Distal Humerus Fracture — ABOS Oral Boards Preparation
What examiners expect and how to prepare
Clinical Scenario
A 67-year-old right-hand-dominant woman presents to the emergency department after a fall onto her left elbow on an icy sidewalk. She has a history of rheumatoid arthritis treated with methotrexate and low-dose prednisone. She is an avid gardener and otherwise independent in her activities. She reports severe left elbow pain with inability to move the joint. On exam, the elbow is markedly swollen. There is a visible deformity with crepitus on gentle palpation. The skin is intact but tented over the olecranon. Ulnar nerve function is intact — she has normal small finger flexion and intrinsic function. Radial and median nerves are intact. Radial pulse is 2+.

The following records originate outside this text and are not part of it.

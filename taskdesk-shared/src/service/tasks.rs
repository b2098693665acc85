/// Task CRUD filtered by ownership
///
/// Admins see and change everything. Users see only the tasks assigned to
/// them and may change nothing but the status of those tasks; any other
/// requested change is dropped before it reaches the store.

use std::sync::Arc;
use tracing::{debug, info};
use uuid::Uuid;

use super::{ServiceError, Validator};
use crate::auth::actor::Actor;
use crate::auth::policy::{self, Denial, TaskScope};
use crate::models::{CreateTask, Task, TaskDto, TaskStatus, UpdateTask};
use crate::store::{TaskStore, UserStore};

const TITLE_MAX: usize = 200;

/// Input for creating a task
#[derive(Debug, Clone)]
pub struct NewTask {
    pub title: String,
    pub description: Option<String>,

    /// Defaults to [`TaskStatus::Pending`]
    pub status: Option<TaskStatus>,

    /// Required; `None` is reported as a validation error
    pub assigned_user_id: Option<Uuid>,
}

fn task_not_found() -> ServiceError {
    ServiceError::NotFound("Task not found".to_string())
}

fn denied(denial: Denial, action: &str) -> ServiceError {
    match denial {
        Denial::Forbidden => ServiceError::Forbidden(format!("Not allowed to {}", action)),
        Denial::NotFound => task_not_found(),
    }
}

/// Blank descriptions are stored as absent
fn normalize_description(description: Option<String>) -> Option<String> {
    description
        .map(|d| d.trim().to_string())
        .filter(|d| !d.is_empty())
}

/// Task operations guarded by the authorization policy
#[derive(Clone)]
pub struct TaskService {
    tasks: Arc<dyn TaskStore>,
    users: Arc<dyn UserStore>,
}

impl TaskService {
    pub fn new(tasks: Arc<dyn TaskStore>, users: Arc<dyn UserStore>) -> Self {
        Self { tasks, users }
    }

    /// Lists the tasks visible to the actor
    pub async fn list(&self, actor: &Actor) -> Result<Vec<TaskDto>, ServiceError> {
        let tasks = match policy::task_scope(actor) {
            TaskScope::All => self.tasks.list().await?,
            TaskScope::AssignedTo(user_id) => self.tasks.list_by_assignee(user_id).await?,
        };

        Ok(tasks.into_iter().map(TaskDto::from).collect())
    }

    /// Reads one task
    ///
    /// Tasks the actor may not see are reported as missing.
    pub async fn get(&self, actor: &Actor, id: Uuid) -> Result<TaskDto, ServiceError> {
        let task = self.visible_task(actor, id).await?;
        Ok(TaskDto::from(task))
    }

    /// Creates a task (Admin only)
    ///
    /// # Errors
    ///
    /// - `Forbidden` for non-Admin actors, whatever the input
    /// - `Validation` for a blank title or a missing or unknown assignee
    pub async fn create(&self, actor: &Actor, input: NewTask) -> Result<TaskDto, ServiceError> {
        policy::can_create_task(actor).map_err(|d| denied(d, "create tasks"))?;

        let title = input.title.trim().to_string();
        let mut v = Validator::new();
        v.text("title", &title, TITLE_MAX);
        if input.assigned_user_id.is_none() {
            v.push("assignedUserId", "assignedUserId is required");
        }
        v.finish()?;

        let assigned_user_id = input
            .assigned_user_id
            .ok_or_else(|| ServiceError::invalid("assignedUserId", "assignedUserId is required"))?;
        self.require_assignee(assigned_user_id).await?;

        let task = self
            .tasks
            .create(CreateTask {
                title,
                description: normalize_description(input.description),
                status: input.status.unwrap_or_default(),
                assigned_user_id,
            })
            .await?;

        info!(
            task_id = %task.id,
            assigned_user_id = %task.assigned_user_id,
            created_by = %actor.user_id,
            "Task created"
        );
        Ok(TaskDto::from(task))
    }

    /// Updates a task
    ///
    /// Admins may change every field. The assignee may change the status;
    /// the rest of their request is ignored. When nothing applicable remains
    /// the task is returned as is.
    ///
    /// # Errors
    ///
    /// - `NotFound` if the task doesn't exist or is assigned to someone
    ///   else and the actor is a User
    /// - `Validation` for a blank title or an unknown assignee
    pub async fn update(
        &self,
        actor: &Actor,
        id: Uuid,
        changes: UpdateTask,
    ) -> Result<TaskDto, ServiceError> {
        let current = self.tasks.find_by_id(id).await?.ok_or_else(task_not_found)?;

        let rights = policy::task_update_rights(actor, current.assigned_user_id)
            .map_err(|d| denied(d, "update this task"))?;
        let requested = changes.clone();
        let mut changes = rights.filter(changes);
        if changes != requested {
            debug!(task_id = %id, actor = %actor.user_id, "Dropped fields outside the actor's rights");
        }

        if let Some(title) = changes.title.take() {
            let title = title.trim().to_string();
            let mut v = Validator::new();
            v.text("title", &title, TITLE_MAX);
            v.finish()?;
            changes.title = Some(title);
        }
        changes.description = changes.description.map(normalize_description);

        if let Some(assignee) = changes.assigned_user_id {
            if assignee != current.assigned_user_id {
                self.require_assignee(assignee).await?;
            }
        }

        if changes.is_empty() {
            return Ok(TaskDto::from(current));
        }

        let task = self.tasks.update(id, changes).await?.ok_or_else(task_not_found)?;

        info!(task_id = %task.id, status = %task.status, updated_by = %actor.user_id, "Task updated");
        Ok(TaskDto::from(task))
    }

    /// Deletes a task (Admin only)
    pub async fn delete(&self, actor: &Actor, id: Uuid) -> Result<(), ServiceError> {
        policy::can_delete_task(actor).map_err(|d| denied(d, "delete tasks"))?;

        if !self.tasks.delete(id).await? {
            return Err(task_not_found());
        }

        info!(task_id = %id, deleted_by = %actor.user_id, "Task deleted");
        Ok(())
    }

    async fn visible_task(&self, actor: &Actor, id: Uuid) -> Result<Task, ServiceError> {
        let task = self.tasks.find_by_id(id).await?.ok_or_else(task_not_found)?;
        policy::can_read_task(actor, task.assigned_user_id).map_err(|d| denied(d, "view this task"))?;
        Ok(task)
    }

    async fn require_assignee(&self, user_id: Uuid) -> Result<(), ServiceError> {
        match self.users.find_by_id(user_id).await? {
            Some(_) => Ok(()),
            None => Err(ServiceError::invalid(
                "assignedUserId",
                "Assigned user does not exist",
            )),
        }
    }
}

AP and lateral radiographs of the left elbow reveal a comminuted bicolumnar (intercondylar) fracture of the distal humerus (AO 13-C3) with articular comminution and displacement. There is osteopenic bone quality consistent with her rheumatoid arthritis and chronic steroid use. CT scan with 3D reconstruction confirms the bicolumnar pattern with a low, comminuted articular segment.
After discussing the options — including total elbow arthroplasty given her bone quality and inflammatory arthritis — she elected for ORIF. You performed open reduction and internal fixation through a posterior approach with olecranon osteotomy. Dual plating was performed with orthogonal (90-90) plate placement. Articular fragments were reduced and held with small lag screws before column plating. The ulnar nerve was identified, protected, and transposed anteriorly subcutaneously. The olecranon osteotomy was fixed with a tension band construct. Post-operatively, the patient began gentle active motion at 5 days with a progressive protocol.
What Examiners Look For
- Data gathering: Rheumatoid arthritis, chronic steroid use, and osteopenia are not incidental findings — they directly affect implant choice, fixation strategy, and healing.
- Diagnosis: Describe the AO classification for distal humerus fractures and why a C3 fracture is different from a C1 or C2 in terms of surgical planning.
- Treatment plan: When is total elbow arthroplasty a better option than ORIF for distal humerus fractures? Discuss the patient factors that inform this decision.
- Technical skill: Why olecranon osteotomy for exposure? What are the alternatives (triceps split, paratricipital, TRAP)? Describe orthogonal versus parallel plating.
- Complications: Ulnar nerve management — when do you transpose versus decompress in situ? What is the incidence of post-operative ulnar nerve dysfunction?
- Applied knowledge: Discuss heterotopic ossification prophylaxis — indications and methods (indomethacin versus radiation).
Common Pitfalls
- Not discussing total elbow arthroplasty as an alternative — in an elderly patient with rheumatoid arthritis and poor bone, TEA may be the better option.
- Forgetting the ulnar nerve — it must be identified in every posterior approach to the elbow and you must describe your management plan.
- Not having a clear approach to the olecranon osteotomy and its fixation — this is an iatrogenic fracture and examiners will question it.
- Prescribing aggressive passive motion or continuous passive motion machines — this is controversial and risks heterotopic ossification.
- Not knowing the biomechanics of parallel versus perpendicular plating and the evidence supporting each.